Because somewhere halfway through the Chilling Adventures of Sabrina season 4 gets out of control, dropping almost every interesting thread into a tangle and positively hurling itself into what is by far one of the most bizarre, confused, and ultimately confusing series finals of all time. It’s a bloody shame, though somewhat understandable, considering the creative team didn’t plan for season 4 to be the last, already had plans for season 5, and had to take some fancy steps to wrap it all up after the surprise was canceled bring to. That said, we have one final season weighed down by pace issues (get ready for a finale, which has been more obviously catching up than anything since Dollhouse) and incomplete character arcs.
Again, the circumstances are just a shame because it is clear that the authors initially had a good structure in mind that followed a Buffy-like “Monster of the Week” format about the so-called Eldritch Terror. As a result of all of the nasty Lovecraftian deal Faustus did up to last season, Sabrina and the gang face a new terror in each episode, each with ominous names like “The Uninvited” and “The Perverse”. As with most Monster-of-the-Week stuff, it’s a hit and miss, but some of them are really scary and they open the door to exciting new areas that could have pushed the series to an even more epic scale for Season 5 . But that’s not what we’re left with. Instead, Season 4 does a Looney Tunes Roadrunner straight off a cliff.
Image via Netflix
Conflicts are only introduced to be resolved immediately. Bows that had such a promise will be dropped faster than a fallen angel. Characters who seem ready to finally come due (they’re looking at you, Nick, Roz, and Theo) fall into the background noise while supporting characters get a spotlight that you have to imagine the writers would have shown elsewhere if they knew this would be the end. Season 3 was a high point for Chilling Adventures’ signature aesthetic and camp mayhem, which makes Season 4 just a more noticeable downturn – especially when you realize how much the main storyline and character beats of last season seem completely irrelevant. And that’s before you get to the finale, which is making really outrageous, annoying decisions on its final draws.
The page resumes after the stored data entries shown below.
//! Test Data Builders
//!
//! Builders start from randomized but valid data and let tests pin only the
//! fields they care about.

use chrono::NaiveDate;
use fake::faker::lorem::en::Words;
use fake::Fake;
use rust_decimal::Decimal;

use domain_billing::{BillInput, NewBill, Situation};

use crate::fixtures::DateFixtures;

/// Builder for bill data
#[derive(Debug, Clone)]
pub struct TestBillBuilder {
    payment_date: Option<NaiveDate>,
    due_date: NaiveDate,
    amount: Decimal,
    description: String,
    situation: Option<Situation>,
}

impl Default for TestBillBuilder {
    fn default() -> Self {
        Self::new()
    }
}

impl TestBillBuilder {
    /// Creates a builder with a random description and amount
    pub fn new() -> Self {
        let words: Vec<String> = Words(2..5).fake();
        let cents: i64 = (100..1_000_000).fake();
        let day: u32 = (1..=28).fake();

        Self {
            payment_date: None,
            due_date: DateFixtures::ymd(2024, 1, day),
            amount: Decimal::new(cents, 2),
            description: words.join(" "),
            situation: None,
        }
    }

    pub fn with_due_date(mut self, date: NaiveDate) -> Self {
        self.due_date = date;
        self
    }

    pub fn with_payment_date(mut self, date: NaiveDate) -> Self {
        self.payment_date = Some(date);
        self
    }

    pub fn with_amount(mut self, amount: Decimal) -> Self {
        self.amount = amount;
        self
    }

    pub fn with_description(mut self, description: impl Into<String>) -> Self {
        self.description = description.into();
        self
    }

    pub fn with_situation(mut self, situation: Situation) -> Self {
        self.situation = Some(situation);
        self
    }

    /// Marks the bill paid on its due date
    pub fn paid(self) -> Self {
        let due = self.due_date;
        self.with_payment_date(due).with_situation(Situation::Paid)
    }

    /// Builds a create/update request
    pub fn build_input(self) -> BillInput {
        BillInput {
            payment_date: self.payment_date,
            due_date: Some(self.due_date),
            amount: Some(self.amount),
            description: Some(self.description),
            situation: self.situation,
        }
    }

    /// Builds a validated bill, unpaid unless a situation was set
    pub fn build(self) -> NewBill {
        NewBill {
            payment_date: self.payment_date,
            due_date: self.due_date,
            amount: self.amount,
            description: self.description,
            situation: self.situation.unwrap_or_default(),
        }
    }

    /// Renders the bill as a CSV row in the default column order
    pub fn build_csv_row(self) -> String {
        let bill = self.build();
        format!(
            "{},{},{},\"{}\",{}",
            bill.due_date,
            bill.payment_date.map(|d| d.to_string()).unwrap_or_default(),
            bill.amount,
            bill.description.replace('"', "\"\""),
            bill.situation.as_str()
        )
    }
}

#[cfg(test)]
mod tests {
    use super::*;
    use rust_decimal_macros::dec;

    #[test]
    fn test_builder_defaults_are_valid() {
        let bill = TestBillBuilder::new().build();

        assert!(!bill.description.trim().is_empty());
        assert!(bill.amount > Decimal::ZERO);
        assert_eq!(bill.situation, Situation::Unpaid);
    }

    #[test]
    fn test_builder_overrides() {
        let bill = TestBillBuilder::new()
            .with_amount(dec!(10.00))
            .with_description("Rent")
            .paid()
            .build();

        assert_eq!(bill.amount, dec!(10.00));
        assert_eq!(bill.description, "Rent");
        assert_eq!(bill.payment_date, Some(bill.due_date));
        assert!(bill.situation.is_paid());
    }

    #[test]
    fn test_csv_row_parses_back() {
        let builder = TestBillBuilder::new().with_description("Say \"hi\"");
        let expected = builder.clone().build();
        let csv = format!("{}\n{}\n", crate::CsvFixtures::HEADER, builder.build_csv_row());

        let parsed = domain_billing::BillCsvParser::parse(csv.as_bytes()).unwrap();
        assert_eq!(parsed, vec![expected]);
    }
}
In the end, Chilling Adventures of Sabrina is a crazy tapestry full of promise and potential that only pays off occasionally. The Frankenstein stitching it takes to make this a final season is blatant, but like I said, some of these patchwork pieces are some of my favorite moments in the entire series. Most of them have to do with Lilith, who remains intact as the infinitely most fascinating and most evolved character in the series. Michelle Gomez, of course, remains a queen who steals series, and she is free to use all of her might as her eternal rivalry with Lucifer escalates on some shockingly dark developments. There is also an air of beauty in the way her dynamic is handled with the now Hecate-worshiping circle, as well as a particularly inspired use of the pain of childbirth. Then there is the joy of the occasional music number, which is always a boon with this diverse line-up.
Image via Netflix
Elsewhere, the Eldritch Terrors pay off in some of the series’ most fearless moments of horror. Some of them are very stupid too (a so called “terror” is basically just a really bitchy ball of light), but when done right, they produce a whole lot of effective and scary images. The penultimate episode, a meta-bottle episode that’s hilarious and scary in equal parts, is for sure one of the best and most inventive episodes in the entire series. But structurally, a bottle episode just before your break-neck finale makes for a confusing, harrowing viewing experience.
Fans will find a lot to love in Sabrina’s last eight episodes, but unfortunately it’s a farewell where the whole is never greater than – hell, not even equal – the sum of its parts.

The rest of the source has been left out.